Antonio-Mirko Čolak (; born 17 September 1993) is a professional footballer who plays as a forward for Scottish Premiership club Rangers. Born in Germany, he represents the Croatia national team.

Čolak began his senior career in the lower divisions of German football and has since gone on to play in the top flights of German, Polish, Croatian, Greek, Swedish and Scottish football. He was the top scorer in the 2019–20 Prva HNL season while playing for Croatian club HNK Rijeka. He won the 2021 Allsvenskan title while on loan at Swedish club Malmö from Greek club PAOK.

Čolak played more than 20 times for Croatia's youth national teams, before making his senior international debut for the country in November 2020 in a friendly against Turkey.

Club career

Early career
The Čolak family immigrated to Germany in 1992 to avoid the war in the former Yugoslavia, where Antonio was born on 17 September 1993. Born in Ludwigsburg, in 2000 he signed for Stuttgarter Kickers, where he remained for eight years before returning to Freiburg in 2008. From there he joined the youth academy at Hoffenheim in 2010 for just one year, and in 2011 moved to Karlsruhe, where he made his professional debut in the lower leagues. In 2012 he was signed by 1. FC Nürnberg, initially for the reserve team. Čolak made his debut on 19 October 2013 in a Bundesliga game against Eintracht Frankfurt. He entered the field after 78 minutes for Tomáš Pekhart. He stayed in Nuremberg until 2015, playing in seven games, while for one season he was loaned out to Lechia Gdańsk, where he scored ten goals in 31 games, also contributing two assists.
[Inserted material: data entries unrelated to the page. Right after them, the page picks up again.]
//! Fabric RPC runtime node binary.
//!
//! Runs one runtime instance: binds the UDP session-management socket,
//! opens sessions to the requested remote endpoints, and drives the
//! connect/disconnect handshakes with periodic retransmission of
//! unacknowledged control requests.

use clap::Parser;
use fabric_session::{
    EndpointRegistry, LoopbackFabric, SessionEvent, SessionManager, SessionManagerConfig,
    UdpControlTransport,
};
use std::path::PathBuf;
use std::sync::Arc;
use std::time::Duration;
use tracing::{debug, info, warn};
use tracing_subscriber::EnvFilter;

mod config;

use config::RuntimeConfig;

/// Fabric RPC runtime node
#[derive(Parser, Debug)]
#[command(name = "fabric-rpc", version, about = "Fabric RPC runtime node")]
struct Args {
    /// Hostname other endpoints use to reach this instance
    #[arg(long)]
    hostname: Option<String>,

    /// Runtime identifier, unique per instance on a host
    #[arg(long)]
    rpc_id: Option<u64>,

    /// UDP port for session-management packets
    #[arg(long)]
    sm_port: Option<u16>,

    /// Maximum number of concurrent sessions
    #[arg(long)]
    max_sessions: Option<usize>,

    /// Remote endpoint to connect to, e.g. node-2/1 or node-2/1/0 (repeatable)
    #[arg(long)]
    connect: Vec<String>,

    /// Local fabric port used for outgoing sessions
    #[arg(long, default_value = "0")]
    local_port: u8,

    /// Retransmission interval for unacknowledged control requests
    #[arg(long, default_value = "200ms")]
    retry_interval: humantime::Duration,

    /// Log level (trace, debug, info, warn, error)
    #[arg(long, default_value = "info")]
    log_level: String,

    /// Configuration file path
    #[arg(long, default_value = "config.yaml")]
    config: PathBuf,
}

/// Parse a `hostname/rpc_id` or `hostname/rpc_id/phy_port` connect spec
fn parse_connect_spec(spec: &str) -> anyhow::Result<(String, u64, u8)> {
    let mut parts = spec.split('/');
    let hostname = parts
        .next()
        .filter(|h| !h.is_empty())
        .ok_or_else(|| anyhow::anyhow!("connect spec {:?} is missing a hostname", spec))?;
    let rpc_id = parts
        .next()
        .ok_or_else(|| anyhow::anyhow!("connect spec {:?} is missing a runtime id", spec))?
        .parse::<u64>()
        .map_err(|e| anyhow::anyhow!("connect spec {:?} has a bad runtime id: {}", spec, e))?;
    let phy_port = match parts.next() {
        Some(p) => p
            .parse::<u8>()
            .map_err(|e| anyhow::anyhow!("connect spec {:?} has a bad port: {}", spec, e))?,
        None => 0,
    };
    if parts.next().is_some() {
        anyhow::bail!("connect spec {:?} has trailing components", spec);
    }
    Ok((hostname.to_string(), rpc_id, phy_port))
}

#[tokio::main(flavor = "multi_thread")]
async fn main() -> anyhow::Result<()> {
    let args = Args::parse();

    let env_filter = EnvFilter::new("info")
        .add_directive(format!("fabric_session={}", args.log_level).parse()?)
        .add_directive(format!("fabric_wire={}", args.log_level).parse()?)
        .add_directive(format!("fabric_rpc={}", args.log_level).parse()?);

    tracing_subscriber::fmt()
        .with_env_filter(env_filter)
        .with_target(false)
        .init();

    info!("Starting fabric RPC node v{}", env!("CARGO_PKG_VERSION"));

    let mut runtime_config = RuntimeConfig::load_from_file(&args.config)?;
    if let Some(hostname) = args.hostname {
        runtime_config.hostname = hostname;
    }
    if let Some(rpc_id) = args.rpc_id {
        runtime_config.rpc_id = rpc_id;
    }
    if let Some(sm_port) = args.sm_port {
        runtime_config.sm_port = sm_port;
    }
    if let Some(max_sessions) = args.max_sessions {
        runtime_config.max_sessions = max_sessions;
    }

    info!(
        "Node identity: {}/{}, sm_port={}, max_sessions={}",
        runtime_config.hostname,
        runtime_config.rpc_id,
        runtime_config.sm_port,
        runtime_config.max_sessions
    );

    let ctrl = Arc::new(UdpControlTransport::bind(runtime_config.sm_port).await?);
    info!("Session-management socket bound on port {}", ctrl.local_port());

    let registry = EndpointRegistry::new(runtime_config.hostname.clone(), runtime_config.rpc_id);
    let mut manager = SessionManager::new(
        registry,
        LoopbackFabric::default(),
        Arc::clone(&ctrl),
        SessionManagerConfig {
            max_sessions: runtime_config.max_sessions,
        },
    );

    let (event_tx, mut event_rx) = tokio::sync::mpsc::unbounded_channel::<SessionEvent>();
    manager.set_event_sender(event_tx);

    for spec in &args.connect {
        let (hostname, rpc_id, phy_port) = parse_connect_spec(spec)?;
        info!("Opening session to {}/{} port {}", hostname, rpc_id, phy_port);
        if manager
            .create_session(args.local_port, &hostname, rpc_id, phy_port)
            .is_none()
        {
            warn!("Failed to open session to {}", spec);
        }
    }

    let retry_interval = Duration::from(args.retry_interval);
    let mut retry = tokio::time::interval(retry_interval);
    retry.set_missed_tick_behavior(tokio::time::MissedTickBehavior::Skip);

    info!("Fabric node started. Waiting for control packets...");

    loop {
        tokio::select! {
            pkt = ctrl.recv_packet() => {
                manager.process_packet(pkt);
            }

            _ = retry.tick() => {
                let resent = manager.retransmit_all();
                if resent > 0 {
                    debug!("Retransmitted {} outstanding control requests", resent);
                }
            }

            Some(event) = event_rx.recv() => {
                match event {
                    SessionEvent::Connected { session_num } => {
                        info!("Session {} connected", session_num);
                    }
                    SessionEvent::ConnectFailed { session_num, err } => {
                        warn!("Session {} connect failed: {:?}", session_num, err);
                    }
                    SessionEvent::Disconnected { session_num } => {
                        info!("Session {} disconnected", session_num);
                    }
                }
            }

            _ = tokio::signal::ctrl_c() => {
                info!("Received interrupt, disconnecting sessions");
                break;
            }
        }
    }

    // Graceful shutdown: tear down client sessions and give the disconnect
    // handshakes a few retry rounds to complete.
    for session_num in manager.live_client_sessions() {
        manager.destroy_session(session_num);
    }

    let deadline = tokio::time::Instant::now() + 5 * retry_interval;
    while manager.session_count() > 0 {
        tokio::select! {
            pkt = ctrl.recv_packet() => {
                manager.process_packet(pkt);
            }
            _ = retry.tick() => {
                manager.retransmit_all();
            }
            _ = tokio::time::sleep_until(deadline) => {
                warn!("Shutdown drain timed out with {} sessions remaining", manager.session_count());
                break;
            }
        }
    }

    info!("Fabric node shutdown complete");
    Ok(())
}

#[cfg(test)]
mod tests {
    use super::*;

    #[test]
    fn test_parse_connect_spec() {
        assert_eq!(
            parse_connect_spec("node-2/1").unwrap(),
            ("node-2".to_string(), 1, 0)
        );
        assert_eq!(
            parse_connect_spec("node-2/1/3").unwrap(),
            ("node-2".to_string(), 1, 3)
        );

        assert!(parse_connect_spec("node-2").is_err());
        assert!(parse_connect_spec("/1").is_err());
        assert!(parse_connect_spec("node-2/x").is_err());
        assert!(parse_connect_spec("node-2/1/0/9").is_err());
    }
}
Hoffenheim and loan spells
In the summer of 2015 he signed a contract with TSG 1899 Hoffenheim, but he did not play with the club throughout his contract. Initially he joined 1. FC Kaiserslautern on a season-long loan. On 25 July 2016, Čolak joined Darmstadt 98 on a season-long loan. For the following season he was again sent out on loan, to 2. Bundesliga side FC Ingolstadt.

Rijeka
Following the mutually agreed termination of the loan at Ingolstadt, in January 2018, Čolak was loaned to HNK Rijeka in Croatia until June 2019. Following the end of the loan, on 22 June 2019 Čolak officially joined HNK Rijeka on a three-year contract. In the 2019–20 season, he was the top scorer in the Croatian championship with 20 goals, while with Rijeka he also won two Croatian Cups. His performances also saw him win a place in the Croatia national football team.

PAOK and loan to Malmö
On 20 September 2020, PAOK agreed terms with Rijeka for the purchase of Čolak. The Greek club paid a fee over €3,000,000, while Čolak signed a four-year contract worth €450,000 per year.

On 6 March 2021, Čolak moved to Swedish side Malmö FF, on a loan deal until December 2021. At Malmö FF, Čolak quickly established himself as a prolific goalscorer with ten goals in his first 15 appearances and went on to win the title with Malmö. In December 2021, with Malmö FF unwilling to pay the buy out of €3 million that had been set in his loan contract, Croatian newspaper "Sportske Novosti" linked Čolak with a move to Dinamo Zagreb. He returned to PAOK from the beginning of January 2022.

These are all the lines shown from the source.